Preventing diabetes or delaying its onset has been thought to stave off cognitive decline -- a connection strongly supported by the results of a 9-year study led by researchers at the University of California, San Francisco (UCSF) and the San Francisco VA Medical Center.
Earlier studies have looked at cognitive decline in people who already had diabetes. The new study is the first to demonstrate that the greater risk of cognitive decline is also present among people who develop diabetes later in life. It is also the first study to link the risk of cognitive decline to the severity of diabetes.
The result is the latest finding to emerge from the Health, Aging, and Body Composition (Health ABC) Study, which enrolled 3,069 adults over 70 at two community clinics in Memphis, TN and Pittsburgh, PA beginning in 1997. All the patients provided periodic blood samples and took regular cognitive tests over time.
When the study began, hundreds of those patients already had diabetes. A decade later, many more of them had developed diabetes, and many also suffered cognitive decline. As described this week in Archives of Neurology, those two health outcomes were closely linked.
People who had diabetes at the beginning of the study showed a faster cognitive decline than people who developed it during the course of the study—and these people, in turn, tended to be worse off than people who never developed diabetes at all. The study also showed that patients with more severe diabetes who did not control their blood sugar levels as well suffered faster cognitive declines.
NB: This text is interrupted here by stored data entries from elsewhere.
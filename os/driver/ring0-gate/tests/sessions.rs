mod simulated;

use ring0_gate::session::SessionRegistry;
use ring0_gate::{Dispatcher, Opcode, Request, Status};
use simulated::SimulatedPlatform;

fn refcount(gate: &Dispatcher<SimulatedPlatform>) -> u32 {
    let mut out = [0u8; 4];
    let s = gate.device_control(Opcode::GetRefCount.code(), &[], &mut out);
    assert_eq!(s.status, Status::SUCCESS);
    u32::from_le_bytes(out)
}

#[test]
fn opens_and_closes_balance() {
    let gate = Dispatcher::new(SimulatedPlatform::new());
    for n in 1..=5 {
        assert_eq!(gate.open(), Status::SUCCESS);
        assert_eq!(refcount(&gate), n);
    }
    for n in (0..5).rev() {
        assert_eq!(gate.close(), Status::SUCCESS);
        assert_eq!(refcount(&gate), n);
    }
}

#[test]
fn close_without_open_keeps_zero() {
    let gate = Dispatcher::new(SimulatedPlatform::new());
    assert_eq!(gate.dispatch(Request::Close).status, Status::SUCCESS);
    assert_eq!(gate.sessions().query(), 0);
}

#[test]
fn failed_initialization_locks_the_registry() {
    let gate = Dispatcher::new(SimulatedPlatform::new());
    assert_eq!(gate.open(), Status::SUCCESS);
    gate.initialization_failed();

    assert_eq!(gate.open(), Status::UNSUCCESSFUL);
    assert_eq!(gate.close(), Status::UNSUCCESSFUL);
    assert_eq!(gate.dispatch(Request::Open).status, Status::UNSUCCESSFUL);
    assert_eq!(gate.sessions().query(), SessionRegistry::LOCKED);
    assert!(gate.sessions().is_locked());
}
//! # x86 I/O Port Access
//!
//! Wrappers around the `in` and `out` instructions for the legacy, 16-bit
//! **I/O port address space** (`0x0000..=0xFFFF`). This space is separate from
//! physical memory; devices that live here (PIC, PIT, CMOS/RTC, super-I/O
//! sensor chips, the PCI configuration mechanism at `0xCF8`/`0xCFC`) cannot be
//! reached through ordinary loads and stores.
//!
//! ## Safety Requirements
//!
//! All functions in this module are `unsafe`. Callers must ensure:
//! * **Privilege:** Execute at CPL0 **or** have I/O permission (IOPL/IO bitmap)
//!   that allows access to `port`. Otherwise the CPU raises `#GP`.
//! * **Correct port:** Writing the wrong port or wrong value can wedge the
//!   device or the system (e.g., disabling the PIC, reprogramming timers).
//! * **Device presence:** Some platforms hang on accesses to nonexistent ports.
//! * **Ordering:** `in`/`out` are ordered relative to each other but are **not**
//!   a general memory fence.

/// Write one byte to an I/O port. Uses `out dx, al`.
///
/// # Safety
/// See the [module documentation](self).
#[cfg(all(feature = "asm", target_arch = "x86_64"))]
#[inline]
pub unsafe fn outb(port: u16, val: u8) {
    unsafe {
        core::arch::asm!("out dx, al", in("dx") port, in("al") val, options(nomem, nostack, preserves_flags));
    }
}

/// Write one word to an I/O port. Uses `out dx, ax`.
///
/// # Safety
/// See the [module documentation](self).
#[cfg(all(feature = "asm", target_arch = "x86_64"))]
#[inline]
pub unsafe fn outw(port: u16, val: u16) {
    unsafe {
        core::arch::asm!("out dx, ax", in("dx") port, in("ax") val, options(nomem, nostack, preserves_flags));
    }
}

/// Write one double word to an I/O port. Uses `out dx, eax`.
///
/// # Safety
/// See the [module documentation](self).
#[cfg(all(feature = "asm", target_arch = "x86_64"))]
#[inline]
pub unsafe fn outl(port: u16, val: u32) {
    unsafe {
        core::arch::asm!("out dx, eax", in("dx") port, in("eax") val, options(nomem, nostack, preserves_flags));
    }
}

/// Read one byte from an I/O port. Uses `in al, dx`.
///
/// # Safety
/// See the [module documentation](self). Reading some device registers has
/// side effects (e.g. clearing a latched status).
#[cfg(all(feature = "asm", target_arch = "x86_64"))]
#[inline]
pub unsafe fn inb(port: u16) -> u8 {
    let mut v: u8;
    unsafe {
        core::arch::asm!("in al, dx", in("dx") port, out("al") v, options(nomem, nostack, preserves_flags));
    }
    v
}

/// Read one word from an I/O port. Uses `in ax, dx`.
///
/// # Safety
/// See [`inb`].
#[cfg(all(feature = "asm", target_arch = "x86_64"))]
#[inline]
pub unsafe fn inw(port: u16) -> u16 {
    let mut v: u16;
    unsafe {
        core::arch::asm!("in ax, dx", in("dx") port, out("ax") v, options(nomem, nostack, preserves_flags));
    }
    v
}

/// Read one double word from an I/O port. Uses `in eax, dx`.
///
/// # Safety
/// See [`inb`].
#[cfg(all(feature = "asm", target_arch = "x86_64"))]
#[inline]
pub unsafe fn inl(port: u16) -> u32 {
    let mut v: u32;
    unsafe {
        core::arch::asm!("in eax, dx", in("dx") port, out("eax") v, options(nomem, nostack, preserves_flags));
    }
    v
}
"Both the duration and the severity of diabetes are very important factors," said Kristine Yaffe, MD, the lead author of the study. "It's another piece of the puzzle in terms of linking diabetes to accelerated cognitive aging."
An important question for future studies, she added, would be to ask if interventions that would effectively prevent, delay or better control diabetes would also lower people's risk of cognitive impairment later in life.
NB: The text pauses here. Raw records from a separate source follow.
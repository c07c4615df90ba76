//! # Request validation
//!
//! Turns an opcode and its raw buffers into a [`Command`] whose fields have
//! been parsed and checked against the per-operation size and range rules.
//! Nothing here touches hardware: a request that fails validation never
//! reaches a primitive, and is answered with
//! [`AccessError::InvalidParameter`] and zero bytes.

use crate::capabilities::Capabilities;
use crate::opcode::Opcode;
use crate::physical::{LEGACY_WINDOW, PhysicalRange};
use crate::status::AccessError;
use crate::wire::{
    MemoryDescriptor, PciAddress, PciConfigHeader, PortWidth, PortValue, QUERY_REPLY_LEN,
    REGISTER_VALUE_LEN, WriteMsrInput, WritePortInput, parse_index,
};

/// A request that passed validation, borrowing any payload from the input
/// buffer.
#[derive(Debug, Copy, Clone, PartialEq, Eq)]
pub enum Command<'a> {
    DriverVersion,
    RefCount,
    ReadMsr {
        index: u32,
    },
    WriteMsr {
        index: u32,
        value: u64,
    },
    ReadPmc {
        counter: u32,
    },
    Halt,
    ReadPort {
        port: u16,
        width: PortWidth,
        /// Declared input length, reported back as the byte count.
        input_len: usize,
    },
    WritePort {
        port: u16,
        value: PortValue,
    },
    ReadPciConfig {
        address: PciAddress,
        offset: u32,
        len: usize,
    },
    WritePciConfig {
        address: PciAddress,
        offset: u32,
        data: &'a [u8],
    },
    ReadMemory {
        range: PhysicalRange,
    },
    WriteMemory {
        range: PhysicalRange,
        data: &'a [u8],
    },
}

/// Validates a request for `opcode`.
///
/// `output_len` is the capacity of the caller's output buffer.
///
/// # Errors
/// [`AccessError::InvalidParameter`] if any size, range or capability rule
/// for `opcode` is violated.
pub fn validate(
    opcode: Opcode,
    input: &[u8],
    output_len: usize,
    caps: Capabilities,
) -> Result<Command<'_>, AccessError> {
    match opcode {
        Opcode::GetDriverVersion => query_reply(output_len).map(|()| Command::DriverVersion),
        Opcode::GetRefCount => query_reply(output_len).map(|()| Command::RefCount),
        Opcode::ReadMsr => register_read(input, output_len).map(|index| Command::ReadMsr { index }),
        Opcode::ReadPmc => register_read(input, output_len).map(|counter| Command::ReadPmc { counter }),
        Opcode::WriteMsr => write_msr(input),
        Opcode::Halt => Ok(Command::Halt),
        Opcode::ReadIoPort | Opcode::WriteIoPort => Err(AccessError::InvalidParameter),
        Opcode::ReadIoPortByte => read_port(input, output_len, PortWidth::Byte),
        Opcode::ReadIoPortWord => read_port(input, output_len, PortWidth::Word),
        Opcode::ReadIoPortDword => read_port(input, output_len, PortWidth::Dword),
        Opcode::WriteIoPortByte => write_port(input, PortWidth::Byte),
        Opcode::WriteIoPortWord => write_port(input, PortWidth::Word),
        Opcode::WriteIoPortDword => write_port(input, PortWidth::Dword),
        Opcode::ReadPciConfig => read_pci_config(input, output_len),
        Opcode::WritePciConfig => write_pci_config(input),
        Opcode::ReadMemory => read_memory(input, output_len, caps),
        Opcode::WriteMemory => write_memory(input, caps),
    }
}

const fn ensure(ok: bool) -> Result<(), AccessError> {
    if ok { Ok(()) } else { Err(AccessError::InvalidParameter) }
}

fn query_reply(output_len: usize) -> Result<(), AccessError> {
    ensure(output_len >= QUERY_REPLY_LEN)
}

/// MSR and PMC reads: a 4-byte index in, a full 64-bit value out.
fn register_read(input: &[u8], output_len: usize) -> Result<u32, AccessError> {
    ensure(output_len >= REGISTER_VALUE_LEN)?;
    parse_index(input).ok_or(AccessError::InvalidParameter)
}

fn write_msr(input: &[u8]) -> Result<Command<'_>, AccessError> {
    let WriteMsrInput { register, value } = WriteMsrInput::parse(input).ok_or(AccessError::InvalidParameter)?;
    Ok(Command::WriteMsr { index: register, value })
}

fn port_number(raw: u32) -> Result<u16, AccessError> {
    u16::try_from(raw).map_err(|_| AccessError::InvalidParameter)
}

fn read_port(input: &[u8], output_len: usize, width: PortWidth) -> Result<Command<'_>, AccessError> {
    ensure(output_len >= width.bytes())?;
    let port = parse_index(input).ok_or(AccessError::InvalidParameter)?;
    Ok(Command::ReadPort {
        port: port_number(port)?,
        width,
        input_len: input.len(),
    })
}

fn write_port(input: &[u8], width: PortWidth) -> Result<Command<'_>, AccessError> {
    let WritePortInput { port, value } = WritePortInput::parse(input, width).ok_or(AccessError::InvalidParameter)?;
    Ok(Command::WritePort {
        port: port_number(port)?,
        value,
    })
}

/// The input must be exactly the header; the output capacity is the read
/// length.
fn read_pci_config(input: &[u8], output_len: usize) -> Result<Command<'_>, AccessError> {
    ensure(input.len() == PciConfigHeader::LEN)?;
    let PciConfigHeader { address, offset } = PciConfigHeader::parse(input).ok_or(AccessError::InvalidParameter)?;
    Ok(Command::ReadPciConfig {
        address,
        offset,
        len: output_len,
    })
}

/// Everything after the header is written, including nothing at all.
fn write_pci_config(input: &[u8]) -> Result<Command<'_>, AccessError> {
    let PciConfigHeader { address, offset } = PciConfigHeader::parse(input).ok_or(AccessError::InvalidParameter)?;
    Ok(Command::WritePciConfig {
        address,
        offset,
        data: &input[PciConfigHeader::LEN..],
    })
}

fn read_memory(input: &[u8], output_len: usize, caps: Capabilities) -> Result<Command<'_>, AccessError> {
    ensure(input.len() == MemoryDescriptor::LEN)?;
    let range = MemoryDescriptor::parse(input)
        .ok_or(AccessError::InvalidParameter)?
        .range();
    let len = range.byte_len().ok_or(AccessError::InvalidParameter)?;
    ensure(output_len >= len)?;
    ensure(len == 0 || range.last().is_some())?;
    if !caps.full_physical_memory {
        ensure(range.is_within(&LEGACY_WINDOW))?;
    }
    Ok(Command::ReadMemory { range })
}

fn write_memory(input: &[u8], caps: Capabilities) -> Result<Command<'_>, AccessError> {
    ensure(caps.full_physical_memory)?;
    let range = MemoryDescriptor::parse(input)
        .ok_or(AccessError::InvalidParameter)?
        .range();
    let len = range.byte_len().ok_or(AccessError::InvalidParameter)?;
    let payload = &input[MemoryDescriptor::LEN..];
    ensure(payload.len() >= len)?;
    ensure(len == 0 || range.last().is_some())?;
    Ok(Command::WriteMemory {
        range,
        data: &payload[..len],
    })
}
Yaffe is the Roy and Marie Scola Endowed Chair of Psychiatry; professor in the UCSF departments of Psychiatry, Neurology and Epidemiology and Biostatistics; and Chief of Geriatric Psychiatry and Director of the Memory Disorders Clinic at the San Francisco VA Medical Center.
Diabetes and Cognitive Decline
Diabetes is a chronic and complex disease marked by high levels of sugar in the blood that arise due to problems with the hormone insulin, which regulates blood sugar levels. It is caused by an inability to produce insulin (type 1) or an inability to respond correctly to insulin (type 2).